--- START ---
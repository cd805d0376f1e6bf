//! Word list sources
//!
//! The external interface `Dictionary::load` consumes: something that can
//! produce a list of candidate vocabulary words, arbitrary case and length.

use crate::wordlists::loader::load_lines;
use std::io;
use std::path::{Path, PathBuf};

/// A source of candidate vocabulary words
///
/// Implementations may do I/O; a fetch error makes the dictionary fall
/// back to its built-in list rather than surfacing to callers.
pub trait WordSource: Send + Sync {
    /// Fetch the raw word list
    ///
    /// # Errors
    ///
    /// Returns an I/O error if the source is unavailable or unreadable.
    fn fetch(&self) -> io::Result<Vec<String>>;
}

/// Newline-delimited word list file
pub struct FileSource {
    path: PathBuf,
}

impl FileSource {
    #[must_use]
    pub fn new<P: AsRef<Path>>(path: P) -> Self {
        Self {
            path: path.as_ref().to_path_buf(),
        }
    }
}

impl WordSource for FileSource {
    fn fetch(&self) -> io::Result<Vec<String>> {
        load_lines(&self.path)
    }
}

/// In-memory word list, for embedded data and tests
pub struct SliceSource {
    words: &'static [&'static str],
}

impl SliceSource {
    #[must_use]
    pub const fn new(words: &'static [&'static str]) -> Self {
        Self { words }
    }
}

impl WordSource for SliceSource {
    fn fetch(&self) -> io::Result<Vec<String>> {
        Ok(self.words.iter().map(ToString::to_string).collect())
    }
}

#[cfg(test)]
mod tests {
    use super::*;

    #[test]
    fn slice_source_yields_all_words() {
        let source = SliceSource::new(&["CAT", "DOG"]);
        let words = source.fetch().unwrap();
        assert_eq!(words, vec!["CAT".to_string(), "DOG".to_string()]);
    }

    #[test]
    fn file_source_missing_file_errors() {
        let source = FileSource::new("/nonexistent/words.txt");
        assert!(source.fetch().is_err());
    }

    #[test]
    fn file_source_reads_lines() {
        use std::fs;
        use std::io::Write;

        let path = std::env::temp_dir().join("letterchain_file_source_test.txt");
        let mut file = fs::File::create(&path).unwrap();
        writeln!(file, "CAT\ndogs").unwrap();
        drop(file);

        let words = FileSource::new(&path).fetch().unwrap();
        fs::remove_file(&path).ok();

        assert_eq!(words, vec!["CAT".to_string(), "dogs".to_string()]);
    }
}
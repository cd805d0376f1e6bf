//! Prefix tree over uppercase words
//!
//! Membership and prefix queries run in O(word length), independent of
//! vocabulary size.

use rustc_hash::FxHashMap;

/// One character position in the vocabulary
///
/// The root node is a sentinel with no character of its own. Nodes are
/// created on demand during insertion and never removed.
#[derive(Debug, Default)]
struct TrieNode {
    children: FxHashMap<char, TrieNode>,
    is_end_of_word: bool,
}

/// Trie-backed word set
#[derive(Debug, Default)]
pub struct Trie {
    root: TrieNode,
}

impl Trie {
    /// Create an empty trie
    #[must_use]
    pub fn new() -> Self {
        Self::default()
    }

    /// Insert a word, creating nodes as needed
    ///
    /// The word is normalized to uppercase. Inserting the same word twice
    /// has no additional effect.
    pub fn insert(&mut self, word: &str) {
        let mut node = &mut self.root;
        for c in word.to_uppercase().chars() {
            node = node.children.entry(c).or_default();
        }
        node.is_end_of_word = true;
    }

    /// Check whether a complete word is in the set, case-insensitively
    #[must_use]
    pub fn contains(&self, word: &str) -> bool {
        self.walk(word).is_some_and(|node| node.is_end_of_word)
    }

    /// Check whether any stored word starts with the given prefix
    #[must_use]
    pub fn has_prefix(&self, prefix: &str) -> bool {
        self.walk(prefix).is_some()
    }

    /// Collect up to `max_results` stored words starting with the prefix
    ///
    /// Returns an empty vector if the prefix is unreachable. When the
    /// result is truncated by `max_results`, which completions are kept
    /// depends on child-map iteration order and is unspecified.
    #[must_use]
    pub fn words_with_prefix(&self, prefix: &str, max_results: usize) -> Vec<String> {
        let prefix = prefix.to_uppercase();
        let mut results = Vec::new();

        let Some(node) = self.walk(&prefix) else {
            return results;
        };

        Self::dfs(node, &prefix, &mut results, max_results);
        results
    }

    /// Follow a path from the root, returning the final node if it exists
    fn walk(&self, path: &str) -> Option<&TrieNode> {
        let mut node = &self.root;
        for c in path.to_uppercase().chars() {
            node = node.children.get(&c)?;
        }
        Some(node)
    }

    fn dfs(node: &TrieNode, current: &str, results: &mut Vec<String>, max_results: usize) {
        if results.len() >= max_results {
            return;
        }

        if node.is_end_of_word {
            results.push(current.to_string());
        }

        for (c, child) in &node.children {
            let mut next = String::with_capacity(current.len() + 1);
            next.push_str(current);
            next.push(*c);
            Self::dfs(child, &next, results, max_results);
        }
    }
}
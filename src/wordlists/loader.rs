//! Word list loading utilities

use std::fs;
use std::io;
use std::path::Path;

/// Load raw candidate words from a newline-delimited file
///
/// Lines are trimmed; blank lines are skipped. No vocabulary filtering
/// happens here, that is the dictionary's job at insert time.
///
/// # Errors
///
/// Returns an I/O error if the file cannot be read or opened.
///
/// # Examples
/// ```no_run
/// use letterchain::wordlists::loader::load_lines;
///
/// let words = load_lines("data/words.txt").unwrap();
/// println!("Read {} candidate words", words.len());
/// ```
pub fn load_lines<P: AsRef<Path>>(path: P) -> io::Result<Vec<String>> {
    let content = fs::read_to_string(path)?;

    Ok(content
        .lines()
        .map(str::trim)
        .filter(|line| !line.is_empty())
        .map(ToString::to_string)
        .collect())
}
--- END ---
Your answer should be the lines of the records that hold the string "delimited".

/// Newline-delimited word list file
/// Load raw candidate words from a newline-delimited file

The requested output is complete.